use std::collections::VecDeque;

use crate::model::{SlateResponse, ViewingWindow};
use crate::weights::{RankedGame, Weights, WindowPick, group_by_window, rank_games, window_picks};

pub const WEIGHT_STEP: f64 = 5.0;
pub const WEIGHT_MAX: f64 = 100.0;
const MAX_LOGS: usize = 200;

#[derive(Debug, Clone, Copy, PartialEq, Eq)]
pub enum Screen {
    Slate,
    Planner,
}

#[derive(Debug, Clone, Copy, PartialEq, Eq)]
pub enum WeightField {
    Importance,
    Prospect,
    Watchability,
    Drama,
}

impl WeightField {
    pub const ALL: [WeightField; 4] = [
        WeightField::Importance,
        WeightField::Prospect,
        WeightField::Watchability,
        WeightField::Drama,
    ];

    pub fn label(self) -> &'static str {
        match self {
            WeightField::Importance => "Importance",
            WeightField::Prospect => "Prospect Density",
            WeightField::Watchability => "Watchability",
            WeightField::Drama => "Drama",
        }
    }

    fn next(self) -> Self {
        match self {
            WeightField::Importance => WeightField::Prospect,
            WeightField::Prospect => WeightField::Watchability,
            WeightField::Watchability => WeightField::Drama,
            WeightField::Drama => WeightField::Importance,
        }
    }

    fn prev(self) -> Self {
        match self {
            WeightField::Importance => WeightField::Drama,
            WeightField::Prospect => WeightField::Importance,
            WeightField::Watchability => WeightField::Prospect,
            WeightField::Drama => WeightField::Watchability,
        }
    }
}

pub fn weight_value(weights: &Weights, field: WeightField) -> f64 {
    match field {
        WeightField::Importance => weights.importance,
        WeightField::Prospect => weights.prospect,
        WeightField::Watchability => weights.watchability,
        WeightField::Drama => weights.drama,
    }
}

fn weight_mut(weights: &mut Weights, field: WeightField) -> &mut f64 {
    match field {
        WeightField::Importance => &mut weights.importance,
        WeightField::Prospect => &mut weights.prospect,
        WeightField::Watchability => &mut weights.watchability,
        WeightField::Drama => &mut weights.drama,
    }
}

#[derive(Debug, Clone, Copy, PartialEq, Eq)]
pub enum ProviderCommand {
    Refresh,
}

#[derive(Debug, Clone)]
pub enum Delta {
    Loading,
    SetSlate(SlateResponse),
    LoadFailed(String),
    Log(String),
}

#[derive(Debug, Clone)]
pub struct AppState {
    pub screen: Screen,
    pub weights: Weights,
    pub focus: WeightField,
    pub slate: Option<SlateResponse>,
    pub ranked: Vec<RankedGame>,
    pub selected: usize,
    pub loading: bool,
    pub help_overlay: bool,
    pub logs: VecDeque<String>,
}

impl Default for AppState {
    fn default() -> Self {
        Self::new()
    }
}

impl AppState {
    pub fn new() -> Self {
        Self {
            screen: Screen::Slate,
            weights: Weights::default(),
            focus: WeightField::Importance,
            slate: None,
            ranked: Vec::new(),
            selected: 0,
            loading: true,
            help_overlay: false,
            logs: VecDeque::new(),
        }
    }

    pub fn is_demo(&self) -> bool {
        self.slate.as_ref().is_some_and(|s| s.demo)
    }

    /// Re-scores and re-sorts against the current weights, keeping the
    /// selected game selected when it survives.
    pub fn rerank(&mut self) {
        let selected_id = self.selected_game().map(|r| r.game.id.clone());
        self.ranked = match &self.slate {
            Some(slate) => rank_games(&slate.games, &self.weights),
            None => Vec::new(),
        };
        self.selected = selected_id
            .and_then(|id| self.ranked.iter().position(|r| r.game.id == id))
            .unwrap_or(0);
    }

    pub fn set_slate(&mut self, slate: SlateResponse) {
        self.slate = Some(slate);
        self.loading = false;
        self.rerank();
    }

    pub fn adjust_focused_weight(&mut self, delta: f64) {
        let value = weight_mut(&mut self.weights, self.focus);
        *value = (*value + delta).clamp(0.0, WEIGHT_MAX);
        self.rerank();
    }

    pub fn focus_next_weight(&mut self) {
        self.focus = self.focus.next();
    }

    pub fn focus_prev_weight(&mut self) {
        self.focus = self.focus.prev();
    }

    pub fn reset_weights(&mut self) {
        self.weights = Weights::default();
        self.rerank();
    }

    pub fn toggle_screen(&mut self) {
        self.screen = match self.screen {
            Screen::Slate => Screen::Planner,
            Screen::Planner => Screen::Slate,
        };
    }

    /// Selection walks games in window display order, matching the slate view.
    pub fn select_next(&mut self) {
        let order = self.display_order();
        if order.is_empty() {
            self.selected = 0;
            return;
        }
        let pos = order.iter().position(|&i| i == self.selected).unwrap_or(0);
        self.selected = order[(pos + 1) % order.len()];
    }

    pub fn select_prev(&mut self) {
        let order = self.display_order();
        if order.is_empty() {
            self.selected = 0;
            return;
        }
        let pos = order.iter().position(|&i| i == self.selected).unwrap_or(0);
        self.selected = order[(pos + order.len() - 1) % order.len()];
    }

    /// Indices into `ranked`, grouped by window in display order.
    pub fn display_order(&self) -> Vec<usize> {
        ViewingWindow::ALL
            .iter()
            .flat_map(|&w| {
                self.ranked
                    .iter()
                    .enumerate()
                    .filter(move |(_, r)| r.game.window == w)
                    .map(|(i, _)| i)
            })
            .collect()
    }

    pub fn selected_game(&self) -> Option<&RankedGame> {
        self.ranked.get(self.selected)
    }

    pub fn by_window(&self) -> Vec<(ViewingWindow, Vec<&RankedGame>)> {
        group_by_window(&self.ranked)
    }

    pub fn picks(&self) -> Vec<WindowPick<'_>> {
        window_picks(&self.ranked)
    }

    pub fn push_log(&mut self, msg: impl Into<String>) {
        self.logs.push_back(msg.into());
        while self.logs.len() > MAX_LOGS {
            self.logs.pop_front();
        }
    }
}

pub fn apply_delta(state: &mut AppState, delta: Delta) {
    match delta {
        Delta::Loading => state.loading = true,
        Delta::SetSlate(slate) => {
            let msg = if slate.demo {
                format!("[INFO] Demo slate loaded ({} games)", slate.games.len())
            } else {
                format!("[INFO] Live slate loaded ({} games)", slate.games.len())
            };
            state.set_slate(slate);
            state.push_log(msg);
        }
        Delta::LoadFailed(err) => {
            state.loading = false;
            state.push_log(format!("[WARN] Slate load failed: {err}"));
        }
        Delta::Log(msg) => state.push_log(msg),
    }
}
• • • •
Wherever the word "bool" appears in the entries above, copy that whole line.

    pub loading: bool,
    pub help_overlay: bool,
    pub fn is_demo(&self) -> bool {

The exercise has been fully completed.